Na Helexia a “dar palco” aos clientes com uma comunicação B2B, João Guerra, na primeira pessoa
Na Helexia há cinco anos, João Guerra tem como missão mostrar às empresas como a marca as pode ajudar a descarbonizar. É lisboeta mas optou por viver na Chamusca. Adora ciclismo e fazer mergulho.
Depois de cerca de 20 anos no setor das telecomunicações, João Guerra sentiu uma necessidade de mudança, aventurando-se no setor da energia e sustentabilidade e juntando-se à Helexia, empresa que trabalha no desenvolvimento de soluções integradas de energia e descarbonização para um desenvolvimento sustentável das empresas. Há cerca de cinco anos marketing & communication director da Helexia em Portugal, João Guerra explica que a sua comunicação, que é B2B2 (business-to-business), passa por “dar palco” a estas empresas que compõem o seu portefólio de clientes.

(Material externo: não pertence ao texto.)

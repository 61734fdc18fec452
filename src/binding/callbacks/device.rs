//! ### English
//! Process-wide device callbacks: joystick and monitor (dis)connection.
//!
//! ### 中文
//! 进程级设备回调：手柄与显示器的连接/断开。

use std::ffi::c_int;
use std::sync::Arc;

use super::{CallbackSlot, PROCESS_WIDE, Previous, dispatch, set_handler};
use crate::binding::error::Error;
use crate::binding::glfw::Glfw;
use crate::binding::input_types::{DeviceEvent, Monitor};
use crate::native::{GLFWjoystickfun, GLFWmonitor, GLFWmonitorfun};

pub type JoystickHandler = dyn Fn(i32, DeviceEvent) + Send + Sync;
pub type MonitorHandler = dyn Fn(Monitor, DeviceEvent) + Send + Sync;

pub(crate) static JOYSTICK: CallbackSlot<JoystickHandler, GLFWjoystickfun> =
    CallbackSlot::new("joystick", joystick_trampoline);
pub(crate) static MONITOR: CallbackSlot<MonitorHandler, GLFWmonitorfun> =
    CallbackSlot::new("monitor", monitor_trampoline);

unsafe extern "C" fn joystick_trampoline(jid: c_int, event: c_int) {
    let Some(event) = DeviceEvent::from_raw(event) else {
        tracing::debug!(jid, event, "ignoring unknown joystick event");
        return;
    };
    dispatch(&JOYSTICK, PROCESS_WIDE, |handler| handler(jid, event));
}

unsafe extern "C" fn monitor_trampoline(monitor: *mut GLFWmonitor, event: c_int) {
    let (Some(monitor), Some(event)) = (Monitor::from_raw(monitor), DeviceEvent::from_raw(event))
    else {
        tracing::debug!(event, "ignoring malformed monitor event");
        return;
    };
    dispatch(&MONITOR, PROCESS_WIDE, |handler| handler(monitor, event));
}

impl Glfw {
    /// ### English
    /// Sets (or with `None`, removes) the process-wide joystick connection handler.
    ///
    /// The handler is kept until terminate. Capturing a clone of `self` in it keeps GLFW alive
    /// past the last user handle; capture [`Glfw::downgrade`] instead.
    ///
    /// ### 中文
    /// 设置（传 `None` 时移除）进程级手柄连接处理器。
    ///
    /// 处理器会保留到 terminate。在其中捕获 `self` 的克隆会让 GLFW 在最后一个用户句柄之后仍然存活；
    /// 应改为捕获 [`Glfw::downgrade`] 的结果。
    pub fn set_joystick_handler(
        &self,
        handler: Option<Arc<JoystickHandler>>,
    ) -> Result<Previous<JoystickHandler, GLFWjoystickfun>, Error> {
        let api = self.api();
        set_handler(&JOYSTICK, PROCESS_WIDE, handler, |raw| unsafe {
            (api.glfw_set_joystick_callback)(raw)
        })
    }

    /// ### English
    /// Sets (or with `None`, removes) the process-wide monitor connection handler. The same
    /// capture rule as [`Glfw::set_joystick_handler`] applies.
    ///
    /// ### 中文
    /// 设置（传 `None` 时移除）进程级显示器连接处理器。捕获规则与 [`Glfw::set_joystick_handler`] 相同。
    pub fn set_monitor_handler(
        &self,
        handler: Option<Arc<MonitorHandler>>,
    ) -> Result<Previous<MonitorHandler, GLFWmonitorfun>, Error> {
        let api = self.api();
        set_handler(&MONITOR, PROCESS_WIDE, handler, |raw| unsafe {
            (api.glfw_set_monitor_callback)(raw)
        })
    }
}
//! ### English
//! Gamma ramp marshalling.
//!
//! [`GammaRamp`] is an owned, length-matched triple of channels. Setting a ramp copies the
//! channels into binding-owned buffers that are tracked per monitor until they are replaced or
//! GLFW terminates; reading a ramp copies out of GLFW-owned memory without taking ownership.
//!
//! ### 中文
//! Gamma ramp 编组。
//!
//! [`GammaRamp`] 是长度一致的三通道自有数据。设置时会把通道复制到绑定层持有的缓冲区，并按 monitor 跟踪，
//! 直到被替换或 GLFW terminate；读取时从 GLFW 持有的内存中复制出来，不接管其所有权。

use std::collections::BTreeMap;
use std::ffi::c_uint;

use parking_lot::Mutex;

use super::error::Error;
use super::glfw::Glfw;
use super::input_types::Monitor;
use super::pending;
use crate::native::GLFWgammaramp;

/// ### English
/// Red/green/blue response curves of equal length.
///
/// ### 中文
/// 长度相同的红/绿/蓝响应曲线。
#[derive(Debug, Clone, PartialEq, Eq, Default)]
pub struct GammaRamp {
    pub red: Vec<u16>,
    pub green: Vec<u16>,
    pub blue: Vec<u16>,
}

impl GammaRamp {
    /// Builds a ramp, failing when the channels are empty or differ in length.
    pub fn new(red: Vec<u16>, green: Vec<u16>, blue: Vec<u16>) -> Result<Self, Error> {
        let ramp = Self { red, green, blue };
        ramp.validate()?;
        Ok(ramp)
    }

    /// Number of entries per channel.
    pub fn len(&self) -> usize {
        self.red.len()
    }

    pub fn is_empty(&self) -> bool {
        self.red.is_empty()
    }

    /// ### English
    /// Checks the ramp can be passed to GLFW. Runs before any native call.
    ///
    /// ### 中文
    /// 检查该 ramp 能否传给 GLFW。在任何原生调用之前执行。
    pub fn validate(&self) -> Result<(), Error> {
        let (red, green, blue) = (self.red.len(), self.green.len(), self.blue.len());
        if red != green || red != blue {
            return Err(Error::GammaRampMismatch { red, green, blue });
        }
        if red == 0 {
            return Err(Error::EmptyGammaRamp);
        }
        if c_uint::try_from(red).is_err() {
            return Err(Error::GammaRampTooLarge(red));
        }
        Ok(())
    }

    /// ### English
    /// Copies a native ramp. The native buffers are not taken over. A NULL channel with a
    /// non-zero size fails with [`Error::NullResult`].
    ///
    /// # Safety
    /// Every non-NULL channel pointer must be readable for `ramp.size` elements.
    ///
    /// ### 中文
    /// 复制原生 ramp；不接管原生缓冲区。`size` 非零但某通道为 NULL 时返回 [`Error::NullResult`]。
    ///
    /// # Safety
    /// 每个非 NULL 通道指针都必须可读 `ramp.size` 个元素。
    unsafe fn from_native(ramp: &GLFWgammaramp) -> Result<Self, Error> {
        let size = ramp.size as usize;
        let copy = |channel: *mut u16| -> Result<Vec<u16>, Error> {
            if size == 0 {
                Ok(Vec::new())
            } else if channel.is_null() {
                Err(Error::NullResult("glfwGetGammaRamp"))
            } else {
                Ok(unsafe { std::slice::from_raw_parts(channel, size) }.to_vec())
            }
        };
        Ok(Self {
            red: copy(ramp.red)?,
            green: copy(ramp.green)?,
            blue: copy(ramp.blue)?,
        })
    }
}

/// Binding-owned channel buffers handed to `glfwSetGammaRamp`.
struct NativeRamp {
    red: Box<[u16]>,
    green: Box<[u16]>,
    blue: Box<[u16]>,
}

impl NativeRamp {
    fn copy_of(ramp: &GammaRamp) -> Self {
        Self {
            red: ramp.red.clone().into_boxed_slice(),
            green: ramp.green.clone().into_boxed_slice(),
            blue: ramp.blue.clone().into_boxed_slice(),
        }
    }

    fn as_native(&mut self) -> GLFWgammaramp {
        GLFWgammaramp {
            red: self.red.as_mut_ptr(),
            green: self.green.as_mut_ptr(),
            blue: self.blue.as_mut_ptr(),
            size: self.red.len() as c_uint,
        }
    }
}

/// Ramps this binding installed, keyed by monitor address.
static INSTALLED_RAMPS: Mutex<BTreeMap<usize, NativeRamp>> =
    parking_lot::const_mutex(BTreeMap::new());

/// Frees every tracked ramp (after terminate).
pub(crate) fn release_all() {
    INSTALLED_RAMPS.lock().clear();
}

impl Glfw {
    /// ### English
    /// Generates and sets a ramp from an exponent (checked pass-through).
    ///
    /// ### 中文
    /// 按指数生成并设置 ramp（带错误检查的直通调用）。
    pub fn set_gamma(&self, monitor: Monitor, gamma: f32) -> Result<(), Error> {
        unsafe { (self.api().glfw_set_gamma)(monitor.as_ptr(), gamma) };
        pending::check()
    }

    /// ### English
    /// Reads the current ramp of `monitor` into owned channels.
    ///
    /// ### 中文
    /// 将 `monitor` 当前的 ramp 读取为自有通道数据。
    pub fn gamma_ramp(&self, monitor: Monitor) -> Result<GammaRamp, Error> {
        let raw =
            pending::checked(unsafe { (self.api().glfw_get_gamma_ramp)(monitor.as_ptr()) })?;
        if raw.is_null() {
            return Err(Error::NullResult("glfwGetGammaRamp"));
        }
        unsafe { GammaRamp::from_native(&*raw) }
    }

    /// ### English
    /// Validates and installs `ramp` on `monitor`.
    ///
    /// The previously installed binding-owned buffers for this monitor are released only after
    /// the new ramp is accepted; on error they are kept and the new copy is dropped.
    ///
    /// ### 中文
    /// 校验并在 `monitor` 上安装 `ramp`。
    ///
    /// 该 monitor 之前由绑定层持有的缓冲区只会在新 ramp 被接受后释放；出错时保留旧缓冲区并丢弃新副本。
    pub fn set_gamma_ramp(&self, monitor: Monitor, ramp: &GammaRamp) -> Result<(), Error> {
        ramp.validate()?;

        let mut native = NativeRamp::copy_of(ramp);
        let raw = native.as_native();

        let mut installed = INSTALLED_RAMPS.lock();
        unsafe { (self.api().glfw_set_gamma_ramp)(monitor.as_ptr(), &raw) };
        pending::check()?;

        if installed.insert(monitor.key(), native).is_some() {
            tracing::trace!(monitor = monitor.key(), "released previous gamma ramp");
        }
        Ok(())
    }
}
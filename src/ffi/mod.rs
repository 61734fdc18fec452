//! ### English
//! C ABI surface for `glfw_shim`.
//!
//! Lets a host that already loaded GLFW (e.g. a JVM through LWJGL) hand its function table to
//! the binding before any `Glfw` context is created. All exported symbols are `extern "C"`
//! functions; structs are `#[repr(C)]`.
//!
//! ### 中文
//! `glfw_shim` 的 C ABI 接口层。
//!
//! 让已经加载了 GLFW 的宿主（例如通过 LWJGL 的 JVM）在创建任何 `Glfw` 上下文之前把函数表交给绑定层。
//! 所有导出符号均为 `extern "C"` 函数；结构体使用 `#[repr(C)]`。
mod abi;
mod glfw;

pub use abi::glfw_shim_abi_version;
pub use glfw::glfw_shim_set_glfw_api;

/// ### English
/// C ABI version of `glfw_shim`. Bumped whenever `EmbedderGlfwApi` changes layout.
///
/// ### 中文
/// `glfw_shim` 的 C ABI 版本号。`EmbedderGlfwApi` 布局变化时递增。
pub const GLFW_SHIM_ABI_VERSION: u32 = 1;
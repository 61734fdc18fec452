//! ### English
//! Typed errors surfaced by the binding.
//!
//! Native GLFW errors map one-to-one onto [`ErrorKind`]; the remaining [`Error`] variants are
//! raised by the binding itself (validation, loading, lifecycle misuse) before or instead of a
//! native call.
//!
//! ### 中文
//! 绑定层对外暴露的强类型错误。
//!
//! 原生 GLFW 错误与 [`ErrorKind`] 一一对应；其余 [`Error`] 变体由绑定层自身产生
//! （参数校验、加载、生命周期误用），发生在原生调用之前或代替原生调用。

use std::ffi::c_int;
use std::fmt;

use crate::native::{
    GLFW_API_UNAVAILABLE, GLFW_FORMAT_UNAVAILABLE, GLFW_INVALID_ENUM, GLFW_INVALID_VALUE,
    GLFW_NO_CURRENT_CONTEXT, GLFW_NO_WINDOW_CONTEXT, GLFW_NOT_INITIALIZED, GLFW_OUT_OF_MEMORY,
    GLFW_PLATFORM_ERROR, GLFW_VERSION_UNAVAILABLE,
};

/// ### English
/// Closed set of native GLFW error codes.
///
/// ### 中文
/// GLFW 原生错误码的封闭集合。
#[derive(Debug, Clone, Copy, PartialEq, Eq, Hash)]
pub enum ErrorKind {
    NotInitialized,
    NoCurrentContext,
    InvalidEnum,
    InvalidValue,
    OutOfMemory,
    ApiUnavailable,
    VersionUnavailable,
    PlatformError,
    FormatUnavailable,
    NoWindowContext,
}

/// Who is expected to act on an error.
#[derive(Debug, Clone, Copy, PartialEq, Eq, Hash)]
pub enum ErrorCategory {
    /// The call itself was wrong (bad enum/value/argument).
    Caller,
    /// The host cannot provide what was asked for.
    Environment,
    /// Calls were made in the wrong order or state.
    Lifecycle,
}

impl ErrorKind {
    pub const ALL: [ErrorKind; 10] = [
        ErrorKind::NotInitialized,
        ErrorKind::NoCurrentContext,
        ErrorKind::InvalidEnum,
        ErrorKind::InvalidValue,
        ErrorKind::OutOfMemory,
        ErrorKind::ApiUnavailable,
        ErrorKind::VersionUnavailable,
        ErrorKind::PlatformError,
        ErrorKind::FormatUnavailable,
        ErrorKind::NoWindowContext,
    ];

    /// ### English
    /// Maps a native error code to its kind. `None` means the code is outside the known set.
    ///
    /// ### 中文
    /// 将原生错误码映射为错误类型；返回 `None` 表示该错误码不在已知集合内。
    pub fn from_code(code: c_int) -> Option<Self> {
        let kind = match code {
            GLFW_NOT_INITIALIZED => Self::NotInitialized,
            GLFW_NO_CURRENT_CONTEXT => Self::NoCurrentContext,
            GLFW_INVALID_ENUM => Self::InvalidEnum,
            GLFW_INVALID_VALUE => Self::InvalidValue,
            GLFW_OUT_OF_MEMORY => Self::OutOfMemory,
            GLFW_API_UNAVAILABLE => Self::ApiUnavailable,
            GLFW_VERSION_UNAVAILABLE => Self::VersionUnavailable,
            GLFW_PLATFORM_ERROR => Self::PlatformError,
            GLFW_FORMAT_UNAVAILABLE => Self::FormatUnavailable,
            GLFW_NO_WINDOW_CONTEXT => Self::NoWindowContext,
            _ => return None,
        };
        Some(kind)
    }

    pub fn code(self) -> c_int {
        match self {
            Self::NotInitialized => GLFW_NOT_INITIALIZED,
            Self::NoCurrentContext => GLFW_NO_CURRENT_CONTEXT,
            Self::InvalidEnum => GLFW_INVALID_ENUM,
            Self::InvalidValue => GLFW_INVALID_VALUE,
            Self::OutOfMemory => GLFW_OUT_OF_MEMORY,
            Self::ApiUnavailable => GLFW_API_UNAVAILABLE,
            Self::VersionUnavailable => GLFW_VERSION_UNAVAILABLE,
            Self::PlatformError => GLFW_PLATFORM_ERROR,
            Self::FormatUnavailable => GLFW_FORMAT_UNAVAILABLE,
            Self::NoWindowContext => GLFW_NO_WINDOW_CONTEXT,
        }
    }

    pub fn category(self) -> ErrorCategory {
        match self {
            Self::InvalidEnum | Self::InvalidValue => ErrorCategory::Caller,
            Self::OutOfMemory
            | Self::ApiUnavailable
            | Self::VersionUnavailable
            | Self::PlatformError
            | Self::FormatUnavailable => ErrorCategory::Environment,
            Self::NotInitialized | Self::NoCurrentContext | Self::NoWindowContext => {
                ErrorCategory::Lifecycle
            }
        }
    }

    fn as_str(self) -> &'static str {
        match self {
            Self::NotInitialized => "not initialized",
            Self::NoCurrentContext => "no current context",
            Self::InvalidEnum => "invalid enum",
            Self::InvalidValue => "invalid value",
            Self::OutOfMemory => "out of memory",
            Self::ApiUnavailable => "API unavailable",
            Self::VersionUnavailable => "version unavailable",
            Self::PlatformError => "platform error",
            Self::FormatUnavailable => "format unavailable",
            Self::NoWindowContext => "no window context",
        }
    }
}

impl fmt::Display for ErrorKind {
    fn fmt(&self, f: &mut fmt::Formatter<'_>) -> fmt::Result {
        f.write_str(self.as_str())
    }
}

/// Errors returned by every fallible binding call.
#[derive(Debug, thiserror::Error)]
pub enum Error {
    /// Error reported by GLFW through its error callback during the call.
    #[error("GLFW error ({kind}): {description}")]
    Native { kind: ErrorKind, description: String },

    #[error("gamma ramp channels differ in length (red {red}, green {green}, blue {blue})")]
    GammaRampMismatch {
        red: usize,
        green: usize,
        blue: usize,
    },

    #[error("gamma ramp has no entries")]
    EmptyGammaRamp,

    #[error("gamma ramp of {0} entries exceeds the native size field")]
    GammaRampTooLarge(usize),

    /// Outgoing string cannot be passed as a C string.
    #[error("string contains an interior NUL byte at offset {position}")]
    InteriorNul { position: usize },

    #[error("GLFW is already initialized in this process")]
    AlreadyInitialized,

    /// The context this handle belongs to was terminated; its native pointer is stale.
    #[error("the GLFW context owning this handle was terminated")]
    Terminated,

    #[error("an embedder GLFW function table is already installed")]
    AlreadyInstalled,

    #[error("glfwInit failed without reporting an error")]
    InitFailed,

    /// A native call returned NULL but left no pending error behind.
    #[error("{0} returned NULL without reporting an error")]
    NullResult(&'static str),

    #[error("GLFW function table entry `{0}` is NULL")]
    MissingSymbol(&'static str),

    #[error("GLFW library {library} is missing symbol `{symbol}`")]
    Symbol {
        library: String,
        symbol: &'static str,
        #[source]
        source: libloading::Error,
    },

    #[error("failed to load GLFW (tried: {tried})")]
    Load { tried: String },
}

impl Error {
    /// Native error kind, if this error came from GLFW.
    pub fn kind(&self) -> Option<ErrorKind> {
        match self {
            Self::Native { kind, .. } => Some(*kind),
            _ => None,
        }
    }

    pub fn category(&self) -> ErrorCategory {
        match self {
            Self::Native { kind, .. } => kind.category(),
            Self::GammaRampMismatch { .. }
            | Self::EmptyGammaRamp
            | Self::GammaRampTooLarge(_)
            | Self::InteriorNul { .. } => ErrorCategory::Caller,
            Self::AlreadyInitialized | Self::AlreadyInstalled | Self::Terminated => {
                ErrorCategory::Lifecycle
            }
            Self::InitFailed
            | Self::NullResult(_)
            | Self::MissingSymbol(_)
            | Self::Symbol { .. }
            | Self::Load { .. } => ErrorCategory::Environment,
        }
    }
}

pub type Result<T> = std::result::Result<T, Error>;
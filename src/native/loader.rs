//! ### English
//! Opens GLFW as a shared library and resolves the function table by name.
//!
//! ### 中文
//! 以动态库方式打开 GLFW，并按名解析函数表。

use libloading::Library;

use super::GlfwApi;
use crate::binding::{Error, LibrarySearch};

/// ### English
/// Tries every candidate in order and returns the table of the first library that opens.
///
/// A library that opens but lacks a symbol is an error on its own (not a reason to keep
/// searching): it means a mismatched GLFW build is on the search path.
///
/// ### 中文
/// 按顺序尝试每个候选路径，返回第一个能打开的库所解析出的函数表。
///
/// 能打开但缺少符号的库会直接报错（不会继续尝试下一个），因为这说明搜索路径上存在不匹配的 GLFW 构建。
pub(super) fn open(search: &LibrarySearch) -> Result<GlfwApi, Error> {
    let mut tried = Vec::with_capacity(search.candidates().len());

    for candidate in search.candidates() {
        let name = candidate.display().to_string();
        match unsafe { Library::new(candidate) } {
            Ok(library) => {
                let api = unsafe { GlfwApi::from_library(library, &name)? };
                tracing::info!(library = %name, "loaded GLFW");
                return Ok(api);
            }
            Err(err) => {
                tracing::debug!(library = %name, error = %err, "GLFW candidate failed to load");
                tried.push(name);
            }
        }
    }

    Err(Error::Load {
        tried: tried.join(", "),
    })
}
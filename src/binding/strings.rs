//! ### English
//! String marshalling between Rust and GLFW.
//!
//! GLFW takes and returns NUL-terminated UTF-8. Outgoing strings are validated before the native
//! call; incoming strings are copied out immediately because GLFW may reuse the buffer.
//!
//! ### 中文
//! Rust 与 GLFW 之间的字符串编组。
//!
//! GLFW 收发以 NUL 结尾的 UTF-8。传出字符串在原生调用前校验；传入字符串会立即复制，因为 GLFW 可能复用缓冲区。

use std::ffi::{CStr, CString, c_char, c_int};
use std::path::PathBuf;

use super::error::Error;

/// Converts an outgoing string, rejecting interior NUL bytes.
pub(crate) fn to_native(value: &str) -> Result<CString, Error> {
    CString::new(value).map_err(|err| Error::InteriorNul {
        position: err.nul_position(),
    })
}

/// ### English
/// Copies a native string into an owned `String` (lossy UTF-8). NULL yields `None`.
///
/// # Safety
/// `ptr` must be NULL or point to a NUL-terminated string valid for the duration of the call.
///
/// ### 中文
/// 将原生字符串复制为自有 `String`（有损 UTF-8 解码）；NULL 返回 `None`。
///
/// # Safety
/// `ptr` 必须为 NULL，或在本次调用期间指向有效的 NUL 结尾字符串。
pub(crate) unsafe fn from_native(ptr: *const c_char) -> Option<String> {
    if ptr.is_null() {
        return None;
    }
    Some(unsafe { CStr::from_ptr(ptr) }.to_string_lossy().into_owned())
}

/// ### English
/// Copies a native `(count, char**)` list. NULL entries are skipped.
///
/// # Safety
/// `list` must be NULL or point to `count` readable string pointers.
///
/// ### 中文
/// 复制原生 `(count, char**)` 列表；NULL 条目会被跳过。
///
/// # Safety
/// `list` 必须为 NULL，或指向 `count` 个可读的字符串指针。
pub(crate) unsafe fn from_native_list(count: c_int, list: *const *const c_char) -> Vec<String> {
    if list.is_null() || count <= 0 {
        return Vec::new();
    }

    let entries = unsafe { std::slice::from_raw_parts(list, count as usize) };
    entries
        .iter()
        .filter_map(|&entry| unsafe { from_native(entry) })
        .collect()
}

/// Same as [`from_native_list`], for dropped file paths.
pub(crate) unsafe fn paths_from_native(count: c_int, list: *const *const c_char) -> Vec<PathBuf> {
    unsafe { from_native_list(count, list) }
        .into_iter()
        .map(PathBuf::from)
        .collect()
}
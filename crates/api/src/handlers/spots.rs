//! Handlers for the `spots` collection.
//!
//! The collection is append-only: list, list-visible and create. There is no
//! update or delete endpoint.

use axum::extract::rejection::JsonRejection;
use axum::extract::State;
use axum::http::StatusCode;
use axum::response::IntoResponse;
use axum::Json;
use quietfinder_core::expiry::{expires_at, is_visible, minutes_remaining};
use quietfinder_core::spot::{NewSpot, Spot};
use quietfinder_core::store::SpotStore;
use quietfinder_core::types::EpochMillis;
use serde::Serialize;

use crate::error::{AppError, AppResult};
use crate::response::DataResponse;
use crate::state::AppState;

/// A visible spot annotated with its remaining lifetime.
#[derive(Debug, Serialize)]
pub struct ActiveSpot {
    #[serde(flatten)]
    pub spot: Spot,
    pub minutes_remaining: i64,
    pub expires_at: EpochMillis,
}

/// GET /api/v1/spots
///
/// The full collection, newest first, including expired spots.
pub async fn list_spots(State(state): State<AppState>) -> AppResult<impl IntoResponse> {
    let snapshot = state.store.snapshot();

    Ok(Json(DataResponse {
        data: snapshot.as_ref().clone(),
    }))
}

/// GET /api/v1/spots/active
///
/// Only the spots still inside the expiry window at server time.
pub async fn list_active_spots(State(state): State<AppState>) -> AppResult<impl IntoResponse> {
    let now = state.clock.now();
    let active: Vec<ActiveSpot> = state
        .store
        .snapshot()
        .iter()
        .filter(|spot| is_visible(spot, now))
        .map(|spot| ActiveSpot {
            spot: spot.clone(),
            minutes_remaining: minutes_remaining(spot, now),
            expires_at: expires_at(spot),
        })
        .collect();

    Ok(Json(DataResponse { data: active }))
}

/// POST /api/v1/spots
///
/// Append a spot. The request body is the document without an `id`.
pub async fn create_spot(
    State(state): State<AppState>,
    payload: Result<Json<NewSpot>, JsonRejection>,
) -> AppResult<impl IntoResponse> {
    let Json(input) = payload.map_err(|e| AppError::BadRequest(e.body_text()))?;

    let spot = state.store.add(input).await?;

    tracing::info!(spot_id = %spot.id, name = %spot.name, "Spot created via API");

    Ok((StatusCode::CREATED, Json(DataResponse { data: spot })))
}
use std::sync::Arc;

use axum::extract::ws::{Message, WebSocket, WebSocketUpgrade};
use axum::extract::State;
use axum::response::IntoResponse;
use futures::{SinkExt, StreamExt};
use quietfinder_core::wire::FeedMessage;
use quietfinder_events::{DbSpotStore, Snapshot};

use crate::state::AppState;
use crate::ws::manager::WsManager;

/// HTTP handler that upgrades the connection to the live spot feed.
pub async fn ws_handler(ws: WebSocketUpgrade, State(state): State<AppState>) -> impl IntoResponse {
    ws.on_upgrade(move |socket| handle_socket(socket, state.ws_manager, state.store))
}

/// Encode a snapshot as a `{"type":"snapshot"}` text frame.
fn snapshot_frame(snapshot: &Snapshot) -> Result<Message, serde_json::Error> {
    let msg = FeedMessage::Snapshot {
        spots: snapshot.as_ref().clone(),
    };
    Ok(Message::Text(serde_json::to_string(&msg)?.into()))
}

/// Manage a single viewer connection after upgrade.
///
/// 1. Registers the connection with `WsManager`.
/// 2. Spawns a sender task that writes the current snapshot, then every
///    newer one, interleaved with control frames from the manager.
/// 3. Drains inbound frames on the current task until the peer leaves.
/// 4. Cleans up.
async fn handle_socket(socket: WebSocket, ws_manager: Arc<WsManager>, store: Arc<DbSpotStore>) {
    let conn_id = uuid::Uuid::new_v4().to_string();
    tracing::info!(conn_id = %conn_id, "WebSocket connected");

    let mut control_rx = ws_manager.add(conn_id.clone()).await;
    let mut snapshots = store.feed().receiver();

    let (mut sink, mut stream) = socket.split();

    let sender_conn_id = conn_id.clone();
    let send_task = tokio::spawn(async move {
        let initial = snapshots.borrow_and_update().clone();
        match snapshot_frame(&initial) {
            Ok(frame) => {
                if sink.send(frame).await.is_err() {
                    return;
                }
            }
            Err(e) => tracing::error!(error = %e, "Failed to encode snapshot"),
        }

        loop {
            tokio::select! {
                changed = snapshots.changed() => {
                    if changed.is_err() {
                        tracing::debug!(conn_id = %sender_conn_id, "Spot feed closed");
                        break;
                    }
                    let snapshot = snapshots.borrow_and_update().clone();
                    let frame = match snapshot_frame(&snapshot) {
                        Ok(frame) => frame,
                        Err(e) => {
                            tracing::error!(error = %e, "Failed to encode snapshot");
                            continue;
                        }
                    };
                    if sink.send(frame).await.is_err() {
                        tracing::debug!(conn_id = %sender_conn_id, "WebSocket sink closed");
                        break;
                    }
                    tracing::trace!(conn_id = %sender_conn_id, count = snapshot.len(), "Snapshot sent");
                }
                control = control_rx.recv() => {
                    let Some(frame) = control else { break };
                    let closing = matches!(frame, Message::Close(_));
                    if sink.send(frame).await.is_err() || closing {
                        break;
                    }
                }
            }
        }
    });

    // Viewers only listen; inbound frames other than Close are ignored.
    while let Some(result) = stream.next().await {
        match result {
            Ok(Message::Close(_)) => break,
            Ok(Message::Pong(_)) => {
                tracing::trace!(conn_id = %conn_id, "Pong received");
            }
            Ok(_) => {}
            Err(e) => {
                tracing::debug!(conn_id = %conn_id, error = %e, "WebSocket receive error");
                break;
            }
        }
    }

    ws_manager.remove(&conn_id).await;
    send_task.abort();
    tracing::info!(conn_id = %conn_id, "WebSocket disconnected");
}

“Quem está a fazer a transformação são as empresas. Nós somos um enabler, ajudamos as empresas a descarbonizar, mas são elas que estão a fazer essa transformação. E toda a nossa comunicação vai muito nesse sentido, ou seja, de dar o palco às empresas que são nossas clientes, mostrando porque é que estão a fazer essa transformação e quais são os benefícios“, explica em conversa ao +M.
Ao mesmo tempo a marca quer “ajudar as empresas a perceber porque é que este caminho é importante e o motivo pelo qual esta transformação, até do ponto de vista competitivo, as torna mais capazes de enfrentar o mercado“, desde logo pela redução de custos que advém de uma autossuficiência do ponto vista energético através do autoconsumo solar, por exemplo.
A comunicação da Helexia e encarada por João Guerra como um desafio “muito grande” mas também “fascinante”.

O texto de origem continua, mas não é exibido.